Mourad, who had already worked on personal and intimate aspects in two previous short films, develops various layers, starting from various scenes that make up a diptych (with the arrival of another character that functions as a counterpart) that is merging. The same filmmaker appears in a plastic surgery office where a tumor is discovered in a testicle: this situation triggers a supposed tour de force, between the absurd, the emotional and the self-referential.

Agate Mousse’s problem is its urgency to place in the almost seventy minutes of duration a parade of tools and resources, from anamorphic lenses, use of iris shot, a transition from Arabic to French, the inclusion of meta-textual scenes from shootings, photographs, as a sort of too heterogeneous collage that does not match, in the end, with the purpose of the film.

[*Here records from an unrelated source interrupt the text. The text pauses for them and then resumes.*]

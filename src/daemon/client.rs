// ABOUTME: Daemon client: one method per REST endpoint the manager exercises.
// ABOUTME: Builds URLs and JSON bodies, classifies status codes into typed errors.

use super::error::{ContainerError, ExecError, ImageError};
use super::models::{
    ContainerStatus, CreateContainerRequest, CreateContainerResponse, CreateExecRequest,
    CreateExecResponse, StartExecRequest,
};
use crate::transport::{HttpResponse, HttpTransport};
use crate::types::{ContainerId, ExecId, ImageRef};
use async_trait::async_trait;
use serde::Deserialize;
use tracing::debug;

/// The fixed slice of the daemon API this tool drives.
///
/// Each method is a direct mapping to one REST endpoint; implementations do
/// no retries and keep no state beyond the endpoint they talk to.
#[async_trait]
pub trait DockerApi: Send + Sync {
    /// Whether the image is already in the local store.
    async fn image_exists(&self, image: &ImageRef) -> Result<bool, ImageError>;

    /// Pull an image from the registry for the given platform.
    async fn pull_image(&self, image: &ImageRef, platform: &str) -> Result<(), ImageError>;

    /// Create a named container from an image, returning its ID.
    async fn create_container(
        &self,
        name: &str,
        image: &ImageRef,
        cmd: &[String],
    ) -> Result<ContainerId, ContainerError>;

    /// Start a created container.
    async fn start_container(&self, id: &ContainerId) -> Result<(), ContainerError>;

    /// Whether the container currently reports the `running` state.
    async fn container_running(&self, id: &ContainerId) -> Result<bool, ContainerError>;

    /// Create an exec instance inside a running container.
    async fn create_exec(&self, id: &ContainerId, cmd: &[String]) -> Result<ExecId, ExecError>;

    /// Run a created exec instance synchronously and return its output.
    async fn start_exec(&self, id: &ExecId) -> Result<String, ExecError>;

    /// Stop a container. Returns `true` if it was running, `false` if it had
    /// already stopped.
    async fn stop_container(&self, id: &ContainerId) -> Result<bool, ContainerError>;

    /// Remove a stopped container.
    async fn remove_container(&self, id: &ContainerId) -> Result<(), ContainerError>;
}

/// Daemon client over a plain HTTP transport.
pub struct HttpDocker<T> {
    endpoint: String,
    transport: T,
}

impl<T: HttpTransport> HttpDocker<T> {
    pub fn new(endpoint: &str, transport: T) -> Self {
        Self {
            endpoint: endpoint.trim_end_matches('/').to_string(),
            transport,
        }
    }

    pub fn endpoint(&self) -> &str {
        &self.endpoint
    }

    pub fn transport(&self) -> &T {
        &self.transport
    }
}

/// Best-effort extraction of the daemon's `{"message": ...}` error body.
fn daemon_message(response: &HttpResponse) -> String {
    #[derive(Deserialize)]
    struct DaemonMessage {
        message: String,
    }

    serde_json::from_slice::<DaemonMessage>(&response.body)
        .map(|m| m.message)
        .unwrap_or_else(|_| response.body_string())
}

#[async_trait]
impl<T: HttpTransport> DockerApi for HttpDocker<T> {
    async fn image_exists(&self, image: &ImageRef) -> Result<bool, ImageError> {
        let url = format!("{}/images/{}/json", self.endpoint, image);
        let response = self.transport.get(&url).await?;
        debug!(status = response.status, %image, "inspected image");

        match response.status {
            200 => Ok(true),
            404 => Ok(false),
            status => Err(ImageError::Daemon {
                status,
                message: daemon_message(&response),
            }),
        }
    }

    async fn pull_image(&self, image: &ImageRef, platform: &str) -> Result<(), ImageError> {
        let url = format!(
            "{}/images/create?fromImage={}&tag={}&platform={}",
            self.endpoint,
            urlencoding::encode(image.name()),
            urlencoding::encode(image.tag()),
            urlencoding::encode(platform),
        );
        let response = self.transport.post(&url, None).await?;
        debug!(status = response.status, %image, platform, "pulled image");

        match response.status {
            200 => Ok(()),
            404 => Err(ImageError::NotFound(image.to_string())),
            status => Err(ImageError::Daemon {
                status,
                message: daemon_message(&response),
            }),
        }
    }

    async fn create_container(
        &self,
        name: &str,
        image: &ImageRef,
        cmd: &[String],
    ) -> Result<ContainerId, ContainerError> {
        let url = format!(
            "{}/containers/create?name={}",
            self.endpoint,
            urlencoding::encode(name),
        );
        let body = serde_json::to_string(&CreateContainerRequest {
            cmd: cmd.to_vec(),
            image: image.to_string(),
        })?;

        let response = self.transport.post(&url, Some(body)).await?;
        debug!(status = response.status, name, %image, "created container");

        match response.status {
            201 => {
                let created: CreateContainerResponse = serde_json::from_slice(&response.body)?;
                for warning in &created.warnings {
                    tracing::warn!(container = %created.id, "daemon warning: {warning}");
                }
                Ok(created.id)
            }
            404 => Err(ContainerError::ImageNotFound(image.to_string())),
            409 => Err(ContainerError::AlreadyExists(name.to_string())),
            status => Err(ContainerError::Daemon {
                status,
                message: daemon_message(&response),
            }),
        }
    }

    async fn start_container(&self, id: &ContainerId) -> Result<(), ContainerError> {
        let url = format!("{}/containers/{}/start", self.endpoint, id);
        let response = self.transport.post(&url, None).await?;
        debug!(status = response.status, container = %id, "started container");

        match response.status {
            // 304 means the container was already started.
            204 | 304 => Ok(()),
            404 => Err(ContainerError::NotFound(id.to_string())),
            status => Err(ContainerError::Daemon {
                status,
                message: daemon_message(&response),
            }),
        }
    }

    async fn container_running(&self, id: &ContainerId) -> Result<bool, ContainerError> {
        let url = format!("{}/containers/{}/json", self.endpoint, id);
        let response = self.transport.get(&url).await?;

        match response.status {
            200 => {
                let status: ContainerStatus = serde_json::from_slice(&response.body)?;
                debug!(container = %id, state = %status.state.status, "inspected container");
                Ok(status.state.status == "running")
            }
            404 => Err(ContainerError::NotFound(id.to_string())),
            status => Err(ContainerError::Daemon {
                status,
                message: daemon_message(&response),
            }),
        }
    }

    async fn create_exec(&self, id: &ContainerId, cmd: &[String]) -> Result<ExecId, ExecError> {
        let url = format!("{}/containers/{}/exec", self.endpoint, id);
        let body = serde_json::to_string(&CreateExecRequest::output_capture(cmd.to_vec()))?;

        let response = self.transport.post(&url, Some(body)).await?;

        match response.status {
            201 => {
                let created: CreateExecResponse = serde_json::from_slice(&response.body)?;
                Ok(created.id)
            }
            404 => Err(ExecError::ContainerNotFound(id.to_string())),
            409 => Err(ExecError::ContainerNotRunning(id.to_string())),
            status => Err(ExecError::Daemon {
                status,
                message: daemon_message(&response),
            }),
        }
    }

    async fn start_exec(&self, id: &ExecId) -> Result<String, ExecError> {
        let url = format!("{}/exec/{}/start", self.endpoint, id);
        let body = serde_json::to_string(&StartExecRequest {
            detach: false,
            tty: true,
        })?;

        let response = self.transport.post(&url, Some(body)).await?;

        match response.status {
            // With tty=true the daemon does not frame the stream, so the
            // body is the command's combined stdout and stderr.
            200 => Ok(response.body_string()),
            404 => Err(ExecError::NotFound(id.to_string())),
            409 => Err(ExecError::ContainerNotRunning(id.to_string())),
            status => Err(ExecError::Daemon {
                status,
                message: daemon_message(&response),
            }),
        }
    }

    async fn stop_container(&self, id: &ContainerId) -> Result<bool, ContainerError> {
        let url = format!("{}/containers/{}/stop", self.endpoint, id);
        let response = self.transport.post(&url, None).await?;
        debug!(status = response.status, container = %id, "stopped container");

        match response.status {
            204 => Ok(true),
            // 304: the container had already stopped.
            304 => Ok(false),
            404 => Err(ContainerError::NotFound(id.to_string())),
            status => Err(ContainerError::Daemon {
                status,
                message: daemon_message(&response),
            }),
        }
    }

    async fn remove_container(&self, id: &ContainerId) -> Result<(), ContainerError> {
        let url = format!("{}/containers/{}", self.endpoint, id);
        let response = self.transport.delete(&url).await?;
        debug!(status = response.status, container = %id, "removed container");

        match response.status {
            204 => Ok(()),
            404 => Err(ContainerError::NotFound(id.to_string())),
            409 => Err(ContainerError::Running(id.to_string())),
            status => Err(ContainerError::Daemon {
                status,
                message: daemon_message(&response),
            }),
        }
    }
}
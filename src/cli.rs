// ABOUTME: Command-line interface definition using clap derive macros.
// ABOUTME: Defines flags, their defaults, and the endpoint environment override.

use clap::Parser;

/// Built-in daemon endpoint, matching a dockerd with the TCP socket enabled.
pub const DEFAULT_ENDPOINT: &str = "http://localhost:2375";

/// When set, overrides the `-e` flag.
pub const ENDPOINT_ENV_VAR: &str = "DOCKER_MANAGER_ENDPOINT";

#[derive(Debug, Parser)]
#[command(name = "dockman")]
#[command(about = "Run a throwaway container and watch a command inside it live")]
#[command(version)]
pub struct Cli {
    /// Daemon endpoint to connect to
    #[arg(short = 'e', long, default_value = DEFAULT_ENDPOINT)]
    pub endpoint: String,

    /// Image to run
    #[arg(long, default_value = "ubuntu")]
    pub image: String,

    /// Image tag
    #[arg(long, default_value = "20.04")]
    pub tag: String,

    /// Platform the image is pulled for
    #[arg(long, default_value = "x86-64")]
    pub platform: String,

    /// Name for the created container
    #[arg(long, default_value = "ubuntu2004")]
    pub name: String,

    /// Seconds to wait for the container to reach running state
    #[arg(long, default_value_t = 180)]
    pub ready_timeout: u64,

    /// Enable debug logging
    #[arg(short, long)]
    pub verbose: bool,
}

impl Cli {
    /// Endpoint with the environment override applied (env beats flag).
    pub fn resolved_endpoint(&self) -> String {
        std::env::var(ENDPOINT_ENV_VAR).unwrap_or_else(|_| self.endpoint.clone())
    }
}
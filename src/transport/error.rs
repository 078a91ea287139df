// ABOUTME: Transport error types with SNAFU pattern.
// ABOUTME: Covers connection-level failures; HTTP status codes are not errors here.

use snafu::Snafu;

/// Errors from the HTTP transport.
///
/// Any response from the daemon, whatever its status code, is a successful
/// round-trip at this layer. Only failures to build, send, or read the
/// exchange surface as `TransportError`.
#[derive(Debug, Snafu)]
#[snafu(visibility(pub))]
pub enum TransportError {
    #[snafu(display("failed to build request for {url}: {source}"))]
    Request {
        url: String,
        source: hyper::http::Error,
    },

    #[snafu(display("request to {url} failed: {source}"))]
    Send {
        url: String,
        source: hyper_util::client::legacy::Error,
    },

    #[snafu(display("failed to read response body from {url}: {source}"))]
    Body { url: String, source: hyper::Error },
}
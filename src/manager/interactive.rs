// ABOUTME: The interactive display/input pair joined by a one-shot shutdown signal.
// ABOUTME: One task probes the container on a timer, the other watches stdin for the sentinel.

use crate::daemon::{DockerApi, ExecError};
use crate::output::LiveRegion;
use crate::types::ContainerId;
use std::sync::Arc;
use std::time::Duration;
use thiserror::Error;
use tokio::io::{AsyncBufReadExt, AsyncRead, BufReader};
use tokio::sync::oneshot;
use tokio::time::MissedTickBehavior;
use tracing::debug;

/// Typing this on a line of its own ends the interactive loop.
pub const SENTINEL: &str = "e";

#[derive(Debug, Error)]
pub enum InteractiveError {
    #[error(transparent)]
    Exec(#[from] ExecError),

    #[error("I/O error: {0}")]
    Io(#[from] std::io::Error),

    #[error("task failed: {0}")]
    Join(#[from] tokio::task::JoinError),
}

/// Run the display and input tasks until the user types the sentinel.
///
/// `input` is the line source watched for the sentinel, stdin in production.
/// Both tasks are joined before this returns, so teardown never races a
/// probe still in flight. A daemon error in the display task is returned to
/// the caller rather than aborting the process; the caller is expected to
/// tear the container down regardless.
pub async fn run_interactive<D, R>(
    docker: Arc<D>,
    id: ContainerId,
    probe_cmd: Vec<String>,
    interval: Duration,
    input: R,
) -> Result<(), InteractiveError>
where
    D: DockerApi + 'static,
    R: AsyncRead + Send + Unpin + 'static,
{
    let (shutdown_tx, shutdown_rx) = oneshot::channel();

    let mut display = tokio::spawn(display_loop(docker, id, probe_cmd, interval, shutdown_rx));
    let mut input = tokio::spawn(input_loop(input, shutdown_tx));

    tokio::select! {
        input_result = &mut input => {
            // Sentinel typed or stdin closed; the display task drains on the
            // fired (or dropped) signal.
            let display_result = display.await;
            input_result??;
            display_result??;
            Ok(())
        }
        display_result = &mut display => {
            // The display task only finishes first on error. Nothing will
            // unblock the stdin read, so cut the input task loose.
            input.abort();
            let _ = input.await;
            display_result??;
            Ok(())
        }
    }
}

/// Probe the container every `interval` and redraw the output region.
async fn display_loop<D: DockerApi>(
    docker: Arc<D>,
    id: ContainerId,
    probe_cmd: Vec<String>,
    interval: Duration,
    mut shutdown: oneshot::Receiver<()>,
) -> Result<(), InteractiveError> {
    let mut ticker = tokio::time::interval(interval);
    ticker.set_missed_tick_behavior(MissedTickBehavior::Delay);
    let mut region = LiveRegion::new();

    loop {
        tokio::select! {
            // A dropped sender (stdin closed) also ends the loop.
            _ = &mut shutdown => {
                region.finish();
                return Ok(());
            }
            _ = ticker.tick() => {
                let exec_id = docker.create_exec(&id, &probe_cmd).await?;
                let output = docker.start_exec(&exec_id).await?;
                region.render(&format!(
                    "Type \"{SENTINEL}\" and press ENTER to finish\n{output}"
                ))?;
            }
        }
    }
}

/// Read input lines and fire the shutdown signal on the sentinel.
async fn input_loop<R>(input: R, shutdown: oneshot::Sender<()>) -> Result<(), InteractiveError>
where
    R: AsyncRead + Send + Unpin + 'static,
{
    let mut lines = BufReader::new(input).lines();

    while let Some(line) = lines.next_line().await? {
        if line.trim() == SENTINEL {
            // The receiver only disappears if the display task already
            // failed, in which case there is nobody left to signal.
            let _ = shutdown.send(());
            return Ok(());
        }
    }

    debug!("input closed before sentinel; shutting down");
    Ok(())
}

The coup de grace of this day came with the Indian Pebbles, by the filmmaker Vinothraj P.S., who tells a family story based on some topics of a (realistic) tradition of cinema set in the rural areas of her country. A violent father, accompanied by his eight-year-old son, goes in search of his wife who has gone to live in a nearby village to escape the mistreatment experienced. The macho and blinding fury of the father merges with the drought and high temperatures in the southern part of the country, and alternates with small parallel stories that expose, the exclusion and second-class citizenship of women.

In the world that Vinothraj P.S. devises, women eat rats that are cooked on campfires in the middle of the desert, collecting water in deep and semi-dry wells, and, above all, escaping from husbands who threaten to kill them. And from the opening minutes, with the scenes of the overcrowded school, of the streets full of old women condemned to enslaving housework, and small impoverished houses, the filmmaker makes it clear that there is an intention to exploit poverty in a pornographic and exotified logic.

In Pebbles, the need to denounce appears, to make it clear that the daily experience of women is torment, due to the foundations of an ultra-patriarchal society. However, showing them as absolute victims, in a hostile, humiliating and impoverished context, turns into a look under a magnifying glass of a gaze that objectifies them, for the purposes of drama and festival yearning.